Understanding why small business is targeted, is only half the fraud prevention picture. How small businesses are targeted is the other half of the picture. Some of the most common business scams are very similar to the personal scams that are widely covered in the news—phishing, spear phishing, whaling, vishing, and smishing. The Competition Bureau of Canada sets out that, “all of the terms related to this group of scams refer to the same broad practice in which someone tries to trick you into giving up sensitive business information, such as credit card numbers, bank account numbers, and passwords.” The scammer typically identifies themselves as being from a bank, credit card company, one of the provincial utility companies, a service provider, supplier, or Canada Revenue Agency.

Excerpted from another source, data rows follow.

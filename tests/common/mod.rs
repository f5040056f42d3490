// This file is part of the product Lingod.
// SPDX-FileCopyrightText: 2025-2026 Zivatar Limited
// SPDX-License-Identifier: AGPL-3.0-or-later
// The code and documentation in this repository is licensed under the GNU Affero General Public License v3.0 or later (AGPL-3.0-or-later). See LICENSE.

#![allow(dead_code)]

use actix_http::Request;
use actix_web::body::MessageBody;
use actix_web::dev::{Service, ServiceFactory, ServiceRequest, ServiceResponse};
use actix_web::http::{StatusCode, header};
use actix_web::{App, test};
use lingod::AppServices;
use lingod::config::{
    AuthConfig, CacheConfig, JwtConfig, LoggingConfig, ServerConfig, StorageConfig,
    ValidatedConfig,
};
use lingod::store::Datastore;
use serde_json::{Value, json};
use std::sync::Arc;

pub const USER_NAME: &str = "Test User";
pub const USER_EMAIL: &str = "user@example.com";
pub const USER_PASSWORD: &str = "correct-horse-battery";

pub struct TestHarness {
    pub store: Arc<Datastore>,
    pub config: ValidatedConfig,
    pub services: AppServices,
}

impl TestHarness {
    pub fn new() -> Self {
        let config = build_config();
        let store = Arc::new(Datastore::in_memory());
        let services = AppServices::new(store.clone(), &config);
        Self {
            store,
            config,
            services,
        }
    }
}

fn build_config() -> ValidatedConfig {
    ValidatedConfig {
        server: ServerConfig {
            host: "127.0.0.1".to_string(),
            port: 0,
            workers: 1,
        },
        auth: AuthConfig {
            jwt: JwtConfig {
                secret: "integration-test-secret-0123456789abcdef".to_string(),
                expiration_hours: 1,
            },
        },
        storage: StorageConfig::default(),
        cache: CacheConfig::default(),
        logging: LoggingConfig::default(),
    }
}

pub fn build_test_app(
    services: AppServices,
) -> App<
    impl ServiceFactory<
        ServiceRequest,
        Config = (),
        Response = ServiceResponse,
        Error = actix_web::Error,
        InitError = (),
    >,
> {
    App::new()
        .configure(move |cfg| services.register(cfg))
        .configure(lingod::configure_api)
}

pub fn bearer(req: test::TestRequest, token: &str) -> test::TestRequest {
    req.insert_header((header::AUTHORIZATION, format!("Bearer {}", token)))
}

pub async fn register_user<S, B>(app: &S, name: &str, email: &str, password: &str) -> u64
where
    S: Service<Request, Response = ServiceResponse<B>, Error = actix_web::Error>,
    B: MessageBody,
{
    let req = test::TestRequest::post()
        .uri("/api/register")
        .set_json(json!({"name": name, "email": email, "password": password}))
        .to_request();
    let resp = test::call_service(app, req).await;
    assert_eq!(resp.status(), StatusCode::CREATED);
    let body: Value = test::read_body_json(resp).await;
    body.get("user_id")
        .and_then(Value::as_u64)
        .expect("user_id in register response")
}

pub async fn login<S, B>(app: &S, email: &str, password: &str) -> String
where
    S: Service<Request, Response = ServiceResponse<B>, Error = actix_web::Error>,
    B: MessageBody,
{
    let req = test::TestRequest::post()
        .uri("/api/login")
        .set_json(json!({"email": email, "password": password}))
        .to_request();
    let resp = test::call_service(app, req).await;
    assert_eq!(resp.status(), StatusCode::OK);
    let body: Value = test::read_body_json(resp).await;
    body.get("token")
        .and_then(Value::as_str)
        .expect("token in login response")
        .to_string()
}

/// Registers the default test user and returns a bearer token for it.
pub async fn authenticated_token<S, B>(app: &S) -> String
where
    S: Service<Request, Response = ServiceResponse<B>, Error = actix_web::Error>,
    B: MessageBody,
{
    register_user(app, USER_NAME, USER_EMAIL, USER_PASSWORD).await;
    login(app, USER_EMAIL, USER_PASSWORD).await
}

pub async fn create_translation<S, B>(
    app: &S,
    token: &str,
    group: &str,
    key: &str,
    locale: &str,
    value: &str,
) -> u64
where
    S: Service<Request, Response = ServiceResponse<B>, Error = actix_web::Error>,
    B: MessageBody,
{
    let req = bearer(test::TestRequest::post().uri("/api/translations"), token)
        .set_json(json!({"group": group, "key": key, "locale": locale, "value": value}))
        .to_request();
    let resp = test::call_service(app, req).await;
    assert_eq!(resp.status(), StatusCode::CREATED);
    let body: Value = test::read_body_json(resp).await;
    body.get("id")
        .and_then(Value::as_u64)
        .expect("id in translation response")
}

pub async fn create_tag<S, B>(app: &S, token: &str, name: &str) -> u64
where
    S: Service<Request, Response = ServiceResponse<B>, Error = actix_web::Error>,
    B: MessageBody,
{
    let req = bearer(test::TestRequest::post().uri("/api/tags"), token)
        .set_json(json!({"name": name}))
        .to_request();
    let resp = test::call_service(app, req).await;
    assert_eq!(resp.status(), StatusCode::CREATED);
    let body: Value = test::read_body_json(resp).await;
    body.get("id")
        .and_then(Value::as_u64)
        .expect("id in tag response")
}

The most common scam specific to small business is also a form of phishing. Business Email Compromise (BEC) scams target individuals with an email that directs them to send money to “new” bank accounts. The email could appear to come from vendors, contractors, business partners, etc. This fraud has tripled over the last three years.

Another common scam is malware, malicious software that is designed to compromise a computer or network. It is most commonly “caught” through downloads, email attachments and links. Ransomware is a form of malware that blocks access to your business computer by locking the screen or encrypting information while the scammer demands payment to unlock it.

Phony invoice scams, directory scams, stolen identity/impostor scams, charity pitch scams, office supply scams, coupon books scams, vanity awards scams, overpayment scams, and business grants and loans scams round out the top ten list of common scams targeting businesses.

The BBB offers these tips to help small businesses protect themselves:

  • Keep good records
  • Be extra careful with payment procedures. Establish payment authorization procedures, including a multi-person approval process for transactions above a certain dollar threshold
  • Avoid some payment methods like wire transfers, prepaid debit cards and gift cards as these are scammers’ preferred methods of payment
  • Double check vendors
  • Be careful what information you share
  • Protect your devices. Make sure you have proper computer protection software and a firewall. Don’t click on links inside unsolicited e-mails.

Sometimes, despite being prepared, the unthinkable happens. In that case, report the scam to the local authorities and document the scam on the BBB’s Scam TrackerSM, an online database of scams.